Find "let path = scratch.path().join(&file_name);" and "tracing::debug!(job_id = %id, bundle" in the records below. Copy the lines holding them and every line between, exactly, and no others.

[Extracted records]
━━━━━━━━
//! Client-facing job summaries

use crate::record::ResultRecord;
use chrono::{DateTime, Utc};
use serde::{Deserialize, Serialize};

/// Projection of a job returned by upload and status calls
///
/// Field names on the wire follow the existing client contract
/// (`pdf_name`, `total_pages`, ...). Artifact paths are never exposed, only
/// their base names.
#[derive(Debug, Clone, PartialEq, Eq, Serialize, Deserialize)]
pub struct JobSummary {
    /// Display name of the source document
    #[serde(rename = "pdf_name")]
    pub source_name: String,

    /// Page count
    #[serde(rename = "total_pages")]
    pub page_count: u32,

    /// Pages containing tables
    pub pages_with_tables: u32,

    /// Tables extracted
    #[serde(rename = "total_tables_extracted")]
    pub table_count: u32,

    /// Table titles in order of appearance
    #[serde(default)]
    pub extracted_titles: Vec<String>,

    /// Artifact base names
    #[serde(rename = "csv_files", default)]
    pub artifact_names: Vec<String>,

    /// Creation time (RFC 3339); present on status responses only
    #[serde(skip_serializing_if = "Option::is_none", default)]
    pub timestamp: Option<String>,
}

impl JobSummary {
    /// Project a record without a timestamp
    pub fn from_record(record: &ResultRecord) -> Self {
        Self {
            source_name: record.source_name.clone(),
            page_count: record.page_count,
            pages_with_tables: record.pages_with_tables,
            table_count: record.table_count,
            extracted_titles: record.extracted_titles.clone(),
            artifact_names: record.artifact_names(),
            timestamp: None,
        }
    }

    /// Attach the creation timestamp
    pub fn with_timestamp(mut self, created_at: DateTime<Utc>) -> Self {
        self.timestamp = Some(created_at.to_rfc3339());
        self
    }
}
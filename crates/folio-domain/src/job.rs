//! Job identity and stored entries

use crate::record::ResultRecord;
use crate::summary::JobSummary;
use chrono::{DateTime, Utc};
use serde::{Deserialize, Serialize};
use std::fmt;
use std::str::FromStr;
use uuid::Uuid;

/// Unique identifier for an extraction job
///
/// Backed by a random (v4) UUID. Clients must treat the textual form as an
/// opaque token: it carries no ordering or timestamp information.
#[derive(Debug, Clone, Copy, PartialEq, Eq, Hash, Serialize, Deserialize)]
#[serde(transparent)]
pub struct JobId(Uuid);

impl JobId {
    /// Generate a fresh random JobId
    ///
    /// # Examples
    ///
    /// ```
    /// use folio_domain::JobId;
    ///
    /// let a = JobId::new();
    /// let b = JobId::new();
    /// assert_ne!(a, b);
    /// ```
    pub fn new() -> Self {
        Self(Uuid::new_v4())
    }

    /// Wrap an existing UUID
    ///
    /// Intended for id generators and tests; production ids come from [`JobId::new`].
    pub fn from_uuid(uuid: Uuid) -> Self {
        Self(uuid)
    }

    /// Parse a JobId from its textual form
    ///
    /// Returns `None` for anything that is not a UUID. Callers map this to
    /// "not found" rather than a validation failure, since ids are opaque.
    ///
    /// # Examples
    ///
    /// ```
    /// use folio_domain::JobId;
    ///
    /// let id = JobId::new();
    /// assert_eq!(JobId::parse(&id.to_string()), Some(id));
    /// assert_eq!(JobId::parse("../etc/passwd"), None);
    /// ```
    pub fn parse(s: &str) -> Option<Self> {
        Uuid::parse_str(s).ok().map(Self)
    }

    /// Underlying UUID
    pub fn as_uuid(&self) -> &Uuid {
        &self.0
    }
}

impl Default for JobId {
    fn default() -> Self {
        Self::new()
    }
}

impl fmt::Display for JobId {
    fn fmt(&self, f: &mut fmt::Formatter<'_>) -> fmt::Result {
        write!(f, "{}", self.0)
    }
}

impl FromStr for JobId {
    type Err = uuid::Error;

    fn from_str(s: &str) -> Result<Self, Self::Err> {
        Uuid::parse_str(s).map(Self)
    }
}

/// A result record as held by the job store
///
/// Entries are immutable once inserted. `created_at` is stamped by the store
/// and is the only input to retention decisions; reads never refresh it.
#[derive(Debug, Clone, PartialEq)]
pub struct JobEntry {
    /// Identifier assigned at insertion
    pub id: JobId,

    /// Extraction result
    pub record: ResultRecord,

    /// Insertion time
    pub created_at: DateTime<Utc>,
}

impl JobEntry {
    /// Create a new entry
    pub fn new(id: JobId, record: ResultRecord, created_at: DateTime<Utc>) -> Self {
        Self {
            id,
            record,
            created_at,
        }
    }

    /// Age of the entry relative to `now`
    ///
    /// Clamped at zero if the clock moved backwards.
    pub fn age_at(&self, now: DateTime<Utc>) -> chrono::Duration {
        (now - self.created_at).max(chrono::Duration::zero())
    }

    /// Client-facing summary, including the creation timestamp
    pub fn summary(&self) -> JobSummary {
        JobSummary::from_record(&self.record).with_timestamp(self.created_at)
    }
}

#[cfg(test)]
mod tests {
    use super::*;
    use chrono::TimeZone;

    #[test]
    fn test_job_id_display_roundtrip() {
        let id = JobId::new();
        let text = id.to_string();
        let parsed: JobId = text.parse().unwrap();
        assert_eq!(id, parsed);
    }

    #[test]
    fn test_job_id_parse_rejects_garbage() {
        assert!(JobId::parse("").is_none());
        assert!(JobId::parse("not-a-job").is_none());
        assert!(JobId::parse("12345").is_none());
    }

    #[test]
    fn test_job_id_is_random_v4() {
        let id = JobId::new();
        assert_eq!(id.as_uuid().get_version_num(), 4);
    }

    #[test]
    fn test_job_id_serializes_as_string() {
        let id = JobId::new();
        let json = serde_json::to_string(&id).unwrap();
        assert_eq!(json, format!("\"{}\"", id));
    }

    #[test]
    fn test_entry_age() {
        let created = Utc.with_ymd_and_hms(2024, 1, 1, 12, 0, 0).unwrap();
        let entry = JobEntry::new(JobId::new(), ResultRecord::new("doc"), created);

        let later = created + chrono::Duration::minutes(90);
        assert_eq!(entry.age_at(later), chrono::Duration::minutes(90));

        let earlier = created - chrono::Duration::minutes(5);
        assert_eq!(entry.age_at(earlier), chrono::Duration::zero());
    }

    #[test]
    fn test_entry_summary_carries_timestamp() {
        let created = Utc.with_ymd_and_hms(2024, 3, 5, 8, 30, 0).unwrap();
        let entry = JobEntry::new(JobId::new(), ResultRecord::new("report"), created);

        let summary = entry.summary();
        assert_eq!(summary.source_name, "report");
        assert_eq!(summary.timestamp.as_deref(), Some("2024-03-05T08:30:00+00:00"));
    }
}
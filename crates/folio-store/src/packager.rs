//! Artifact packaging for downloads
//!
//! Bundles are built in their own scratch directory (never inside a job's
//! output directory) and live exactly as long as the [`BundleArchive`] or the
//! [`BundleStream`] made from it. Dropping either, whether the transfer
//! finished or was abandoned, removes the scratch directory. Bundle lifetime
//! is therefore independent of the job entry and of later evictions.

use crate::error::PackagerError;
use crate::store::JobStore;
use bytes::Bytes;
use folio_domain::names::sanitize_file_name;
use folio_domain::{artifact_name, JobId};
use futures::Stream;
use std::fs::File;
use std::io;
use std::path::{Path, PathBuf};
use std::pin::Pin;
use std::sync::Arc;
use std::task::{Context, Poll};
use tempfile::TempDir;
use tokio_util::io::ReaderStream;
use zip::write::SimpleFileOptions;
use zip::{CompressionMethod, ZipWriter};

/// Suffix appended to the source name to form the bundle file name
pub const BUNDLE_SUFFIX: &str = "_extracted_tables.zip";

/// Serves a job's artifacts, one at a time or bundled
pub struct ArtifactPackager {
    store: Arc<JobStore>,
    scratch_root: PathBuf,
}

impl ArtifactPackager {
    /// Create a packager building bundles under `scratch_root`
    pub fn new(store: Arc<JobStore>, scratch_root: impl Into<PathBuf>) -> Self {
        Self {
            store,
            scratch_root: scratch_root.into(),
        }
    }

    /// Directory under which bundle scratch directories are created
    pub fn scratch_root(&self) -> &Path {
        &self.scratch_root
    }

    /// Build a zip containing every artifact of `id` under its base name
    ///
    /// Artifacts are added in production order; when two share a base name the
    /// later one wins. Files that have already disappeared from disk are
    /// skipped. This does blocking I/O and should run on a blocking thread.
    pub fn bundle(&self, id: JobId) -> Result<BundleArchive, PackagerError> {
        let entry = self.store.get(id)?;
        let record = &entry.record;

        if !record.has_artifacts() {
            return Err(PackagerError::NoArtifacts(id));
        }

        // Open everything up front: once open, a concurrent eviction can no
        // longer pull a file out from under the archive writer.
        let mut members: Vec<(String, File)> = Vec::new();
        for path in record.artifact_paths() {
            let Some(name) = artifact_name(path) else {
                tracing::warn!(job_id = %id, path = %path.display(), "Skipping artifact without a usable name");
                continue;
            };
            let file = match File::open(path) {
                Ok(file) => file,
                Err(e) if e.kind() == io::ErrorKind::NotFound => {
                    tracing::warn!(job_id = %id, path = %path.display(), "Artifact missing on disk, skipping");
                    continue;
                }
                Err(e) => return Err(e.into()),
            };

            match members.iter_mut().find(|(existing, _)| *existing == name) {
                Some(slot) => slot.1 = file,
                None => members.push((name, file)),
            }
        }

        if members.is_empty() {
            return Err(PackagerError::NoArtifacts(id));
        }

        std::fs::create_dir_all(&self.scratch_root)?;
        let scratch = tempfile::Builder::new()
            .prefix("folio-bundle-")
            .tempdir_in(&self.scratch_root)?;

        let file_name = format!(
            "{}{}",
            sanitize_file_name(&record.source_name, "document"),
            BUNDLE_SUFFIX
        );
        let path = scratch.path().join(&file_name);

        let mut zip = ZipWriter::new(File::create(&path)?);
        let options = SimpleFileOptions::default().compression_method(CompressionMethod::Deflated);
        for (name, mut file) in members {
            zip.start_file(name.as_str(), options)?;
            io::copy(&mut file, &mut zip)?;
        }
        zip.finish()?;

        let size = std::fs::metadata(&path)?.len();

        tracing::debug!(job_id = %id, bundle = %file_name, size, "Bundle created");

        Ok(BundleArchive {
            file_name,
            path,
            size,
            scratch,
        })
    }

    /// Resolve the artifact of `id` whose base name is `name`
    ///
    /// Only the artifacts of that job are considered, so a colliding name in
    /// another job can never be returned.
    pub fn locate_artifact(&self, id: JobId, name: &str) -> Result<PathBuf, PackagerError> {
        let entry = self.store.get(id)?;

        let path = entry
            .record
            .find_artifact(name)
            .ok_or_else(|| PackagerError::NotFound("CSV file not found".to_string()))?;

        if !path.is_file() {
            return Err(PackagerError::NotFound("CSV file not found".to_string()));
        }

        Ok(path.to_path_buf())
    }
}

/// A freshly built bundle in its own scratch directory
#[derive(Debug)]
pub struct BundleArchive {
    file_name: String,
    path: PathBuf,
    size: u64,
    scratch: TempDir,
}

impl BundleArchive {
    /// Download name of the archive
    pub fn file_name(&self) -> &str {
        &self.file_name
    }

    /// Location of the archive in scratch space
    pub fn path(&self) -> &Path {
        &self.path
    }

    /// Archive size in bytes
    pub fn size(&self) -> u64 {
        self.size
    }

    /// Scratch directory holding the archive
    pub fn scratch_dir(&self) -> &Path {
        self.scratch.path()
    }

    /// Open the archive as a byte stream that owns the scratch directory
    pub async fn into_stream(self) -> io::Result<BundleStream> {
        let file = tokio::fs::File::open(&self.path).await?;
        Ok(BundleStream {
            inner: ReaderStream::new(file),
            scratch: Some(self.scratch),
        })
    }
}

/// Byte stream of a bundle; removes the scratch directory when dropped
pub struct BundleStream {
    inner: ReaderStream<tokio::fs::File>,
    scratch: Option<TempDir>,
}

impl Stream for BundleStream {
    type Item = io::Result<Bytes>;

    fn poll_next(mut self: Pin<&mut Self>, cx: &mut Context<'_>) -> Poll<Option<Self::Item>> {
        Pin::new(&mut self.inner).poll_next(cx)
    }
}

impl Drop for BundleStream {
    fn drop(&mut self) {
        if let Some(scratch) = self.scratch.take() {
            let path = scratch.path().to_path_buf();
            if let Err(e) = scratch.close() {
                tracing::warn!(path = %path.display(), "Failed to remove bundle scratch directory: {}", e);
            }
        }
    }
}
━━━━━━━━
## ANSWER BELOW
        let path = scratch.path().join(&file_name);

        let mut zip = ZipWriter::new(File::create(&path)?);
        let options = SimpleFileOptions::default().compression_method(CompressionMethod::Deflated);
        for (name, mut file) in members {
            zip.start_file(name.as_str(), options)?;
            io::copy(&mut file, &mut zip)?;
        }
        zip.finish()?;

        let size = std::fs::metadata(&path)?.len();

        tracing::debug!(job_id = %id, bundle = %file_name, size, "Bundle created");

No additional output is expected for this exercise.